On the other hand Andrew Morris argues that governments should let market forces lead the way. He worries that special lobbying interests will screw it all up, as they did with ethanol:

The ethanol problem is no accident. Such programmes draw special interests as picnics draw ants. Beneficiaries of federal largesse, such as Archers Daniels Midland, lobby to divert public money for their benefit while Iowa corn interests ensure that presidential candidates pledge fealty to ethanol before the Iowa caucuses. This support comes at a high price for ordinary Americans: a Cato Institute study found that every dollar of ADM’s ethanol profits costs taxpayers $30. Despite these problems, federal policy has promoted ethanol as a “green” technology for years. Many environmentalists now disclaim corn-based ethanol but, because it has been promoted as an example of the federal government’s ability to pick green technology, they bear the burden of showing why their current proposals will not yield the same results.

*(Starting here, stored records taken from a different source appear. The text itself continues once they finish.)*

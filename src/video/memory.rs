//! In-memory video backend.
//!
//! Clips are registered under a path and decoded from memory; finished
//! outputs are kept for inspection. Useful for exercising the processor and
//! the batch dispatcher without FFmpeg.

use std::collections::HashMap;
use std::path::{Path, PathBuf};
use std::sync::{Arc, Mutex, MutexGuard};

use crate::error::{Result, VideoError};
use crate::video::backend::{OutputSpec, VideoBackend, VideoSink, VideoSource};
use crate::video::types::{Frame, FrameRate, StreamInfo};

/// A decoded clip held in memory
#[derive(Debug, Clone, PartialEq)]
pub struct MemoryClip {
    pub frames: Vec<Frame>,
    pub frame_rate: FrameRate,
    pub width: u32,
    pub height: u32,
}

impl MemoryClip {
    /// Clip whose raster size is taken from its first frame
    ///
    /// An empty clip gets a nominal 1x1 raster, mirroring a container that
    /// declares a stream but holds no frames.
    pub fn new(frames: Vec<Frame>, frame_rate: FrameRate) -> Self {
        let (width, height) = frames.first().map(Frame::dimensions).unwrap_or((1, 1));
        Self {
            frames,
            frame_rate,
            width,
            height,
        }
    }

    pub fn frame_count(&self) -> usize {
        self.frames.len()
    }
}

#[derive(Default)]
struct Store {
    sources: HashMap<PathBuf, MemoryClip>,
    outputs: HashMap<PathBuf, MemoryClip>,
}

/// Backend serving clips from memory
#[derive(Clone, Default)]
pub struct MemoryBackend {
    store: Arc<Mutex<Store>>,
}

impl MemoryBackend {
    pub fn new() -> Self {
        Self::default()
    }

    fn lock(&self) -> MutexGuard<'_, Store> {
        // A panicking test job must not poison every other job's view
        self.store.lock().unwrap_or_else(|poisoned| poisoned.into_inner())
    }

    /// Make `clip` readable at `path`
    pub fn insert_source<P: Into<PathBuf>>(&self, path: P, clip: MemoryClip) {
        self.lock().sources.insert(path.into(), clip);
    }

    /// The finished output written to `path`, if any
    pub fn output(&self, path: &Path) -> Option<MemoryClip> {
        self.lock().outputs.get(path).cloned()
    }

    /// Paths of every finished output
    pub fn output_paths(&self) -> Vec<PathBuf> {
        let mut paths: Vec<PathBuf> = self.lock().outputs.keys().cloned().collect();
        paths.sort();
        paths
    }
}

impl VideoBackend for MemoryBackend {
    fn name(&self) -> &str {
        "memory"
    }

    fn open_source(&self, path: &Path) -> Result<Box<dyn VideoSource>> {
        let clip = self
            .lock()
            .sources
            .get(path)
            .cloned()
            .ok_or_else(|| VideoError::OpenFailed {
                path: path.display().to_string(),
                reason: "no such clip".to_string(),
            })?;

        let info = StreamInfo {
            width: clip.width,
            height: clip.height,
            frame_rate: clip.frame_rate,
            frame_count: Some(clip.frames.len() as u64),
        };
        Ok(Box::new(MemorySource {
            frames: clip.frames,
            info,
            position: 0,
        }))
    }

    fn open_sink(&self, path: &Path, spec: &OutputSpec) -> Result<Box<dyn VideoSink>> {
        Ok(Box::new(MemorySink {
            store: Arc::clone(&self.store),
            path: path.to_path_buf(),
            spec: spec.clone(),
            frames: Vec::new(),
        }))
    }
}

struct MemorySource {
    frames: Vec<Frame>,
    info: StreamInfo,
    position: usize,
}

impl VideoSource for MemorySource {
    fn info(&self) -> &StreamInfo {
        &self.info
    }

    fn read_frame(&mut self) -> Result<Option<Frame>> {
        let frame = self.frames.get(self.position).cloned();
        if frame.is_some() {
            self.position += 1;
        }
        Ok(frame)
    }

    fn rewind(&mut self) -> Result<()> {
        self.position = 0;
        Ok(())
    }
}

struct MemorySink {
    store: Arc<Mutex<Store>>,
    path: PathBuf,
    spec: OutputSpec,
    frames: Vec<Frame>,
}

impl VideoSink for MemorySink {
    fn write_frame(&mut self, frame: &Frame) -> Result<()> {
        if frame.dimensions() != (self.spec.width, self.spec.height) {
            return Err(VideoError::EncodeFailed {
                path: self.path.display().to_string(),
                reason: format!(
                    "frame is {}x{}, stream is {}x{}",
                    frame.width(),
                    frame.height(),
                    self.spec.width,
                    self.spec.height
                ),
            }
            .into());
        }
        self.frames.push(frame.clone());
        Ok(())
    }

    fn finish(self: Box<Self>) -> Result<()> {
        let MemorySink {
            store,
            path,
            spec,
            frames,
        } = *self;
        let clip = MemoryClip {
            frames,
            frame_rate: spec.frame_rate,
            width: spec.width,
            height: spec.height,
        };
        store
            .lock()
            .unwrap_or_else(|poisoned| poisoned.into_inner())
            .outputs
            .insert(path, clip);
        Ok(())
    }
}
use thiserror::Error;

/// Exit status for usage and configuration errors
pub const EXIT_USAGE: u8 = 1;

/// Exit status when one or more videos failed to process
pub const EXIT_PROCESSING: u8 = 2;

/// Main error type for the video-transformer library
#[derive(Error, Debug)]
pub enum TransformerError {
    #[error("Video processing error: {0}")]
    Video(#[from] VideoError),

    #[error("Transform error: {0}")]
    Transform(#[from] TransformError),

    #[error("Batch error: {0}")]
    Batch(#[from] BatchError),

    #[error("Configuration error: {0}")]
    Config(#[from] ConfigError),

    #[error("IO error: {0}")]
    Io(#[from] std::io::Error),

    #[error("Generic error: {0}")]
    Generic(String),
}

/// Errors raised while opening, decoding or encoding a video stream
#[derive(Error, Debug)]
pub enum VideoError {
    #[error("Failed to open video file {path}: {reason}")]
    OpenFailed { path: String, reason: String },

    #[error("Video file contains no frames: {path}")]
    EmptyStream { path: String },

    #[error("Failed to decode {path}: {reason}")]
    DecodeFailed { path: String, reason: String },

    #[error("Failed to encode {path}: {reason}")]
    EncodeFailed { path: String, reason: String },

    #[error("Video backend unavailable: {reason}")]
    BackendUnavailable { reason: String },
}

/// Transform parameter errors
#[derive(Error, Debug)]
pub enum TransformError {
    #[error("Invalid transform parameter: {name} = {value}")]
    InvalidParameter { name: String, value: String },
}

/// Folder processing errors
#[derive(Error, Debug)]
pub enum BatchError {
    #[error("Input folder not found: {path}")]
    InputNotFound { path: String },

    #[error("No .{extension} files found in {path}")]
    NoMatchingFiles { path: String, extension: String },

    #[error("{failed} of {total} videos failed to process")]
    JobsFailed { failed: usize, total: usize },

    #[error("Failed to start worker pool: {reason}")]
    PoolBuild { reason: String },
}

/// Configuration-specific errors
#[derive(Error, Debug)]
pub enum ConfigError {
    #[error("Failed to parse configuration file: {path}: {reason}")]
    ParseFailed { path: String, reason: String },

    #[error("Invalid configuration value: {key} = {value}")]
    InvalidValue { key: String, value: String },

    #[error("Configuration file not found: {path}")]
    FileNotFound { path: String },
}

/// Convenience type alias for Results using TransformerError
pub type Result<T> = std::result::Result<T, TransformerError>;

impl TransformerError {
    /// Create a generic error with a custom message
    pub fn generic<S: Into<String>>(message: S) -> Self {
        Self::Generic(message.into())
    }

    /// Whether this error stems from bad invocation parameters rather than
    /// from processing a video
    pub fn is_usage_error(&self) -> bool {
        matches!(
            self,
            Self::Config(_) | Self::Transform(TransformError::InvalidParameter { .. })
        )
    }

    /// Process exit status for this error
    pub fn exit_code(&self) -> u8 {
        if self.is_usage_error() {
            EXIT_USAGE
        } else {
            EXIT_PROCESSING
        }
    }

    /// Get a user-friendly error message
    pub fn user_message(&self) -> String {
        match self {
            Self::Video(VideoError::OpenFailed { path, reason }) => {
                format!("Error opening video file: {} ({})", path, reason)
            }
            Self::Video(VideoError::BackendUnavailable { reason }) => {
                format!("{}. Please install FFmpeg and make sure it is on PATH.", reason)
            }
            Self::Batch(BatchError::NoMatchingFiles { path, extension }) => {
                format!("No {} files found in {}", extension.to_uppercase(), path)
            }
            Self::Config(ConfigError::FileNotFound { path }) => {
                format!("Configuration file '{}' not found.", path)
            }
            _ => self.to_string(),
        }
    }
}
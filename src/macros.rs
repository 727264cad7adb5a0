/// Implement [`Navigable`](crate::Navigable) and [`ToValue`](crate::ToValue)
/// for a struct by listing the fields placeholders may reach.
///
/// Every listed field must implement `ToValue`. An optional `parent` names a
/// field holding an embedded navigable value whose fields are inherited.
/// `accessors` lists argument-free methods returning something convertible
/// into a [`Value`](crate::Value).
///
/// ```rust
/// use text_processor::{navigable, ObjectResolver, Resolver};
///
/// #[derive(Debug)]
/// struct Server {
///     host: String,
///     port: u16,
/// }
///
/// impl Server {
///     fn url(&self) -> String {
///         format!("http://{}:{}", self.host, self.port)
///     }
/// }
///
/// navigable!(Server {
///     fields: [host, port],
///     accessors: [url],
/// });
///
/// let server = Server { host: "localhost".into(), port: 8080 };
/// let resolver = ObjectResolver::new(Some(&server));
/// assert_eq!(resolver.resolve("url").as_deref(), Some("http://localhost:8080"));
/// ```
#[macro_export]
macro_rules! navigable {
    (
        $ty:ident {
            fields: [ $($field:ident),* $(,)? ]
            $(, parent: $parent:ident)?
            $(, accessors: [ $($accessor:ident),* $(,)? ])?
            $(,)?
        }
    ) => {
        impl $crate::Navigable for $ty {
            fn field(&self, name: &str) -> ::std::option::Option<$crate::Value<'_>> {
                match name {
                    $(stringify!($field) => ::std::option::Option::Some(
                        $crate::ToValue::to_value(&self.$field),
                    ),)*
                    _ => ::std::option::Option::None,
                }
            }

            $(
                fn parent(&self) -> ::std::option::Option<&dyn $crate::Navigable> {
                    ::std::option::Option::Some(&self.$parent)
                }
            )?

            $(
                fn accessor(&self, name: &str) -> ::std::option::Option<$crate::Value<'_>> {
                    match name {
                        $(stringify!($accessor) => ::std::option::Option::Some(
                            $crate::Value::from(self.$accessor()),
                        ),)*
                        _ => ::std::option::Option::None,
                    }
                }
            )?
        }

        impl $crate::ToValue for $ty {
            fn to_value(&self) -> $crate::Value<'_> {
                $crate::Value::Object(self)
            }
        }
    };
}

Before we can be sure that a “green” jobs proposal is going to improve environmental quality, we need to know how those promoting it plan to avoid the problem of politics diverting public resources into corporate welfare.

Morris’ point is an interesting one and he is right to point out the ethanol disaster. However, by his logic, that would mean that government should simply refrain from promoting socially desirable goals, in spite of its long tradition of doing just that. Wouldn’t it be preferable to properly reform lobbying rules instead?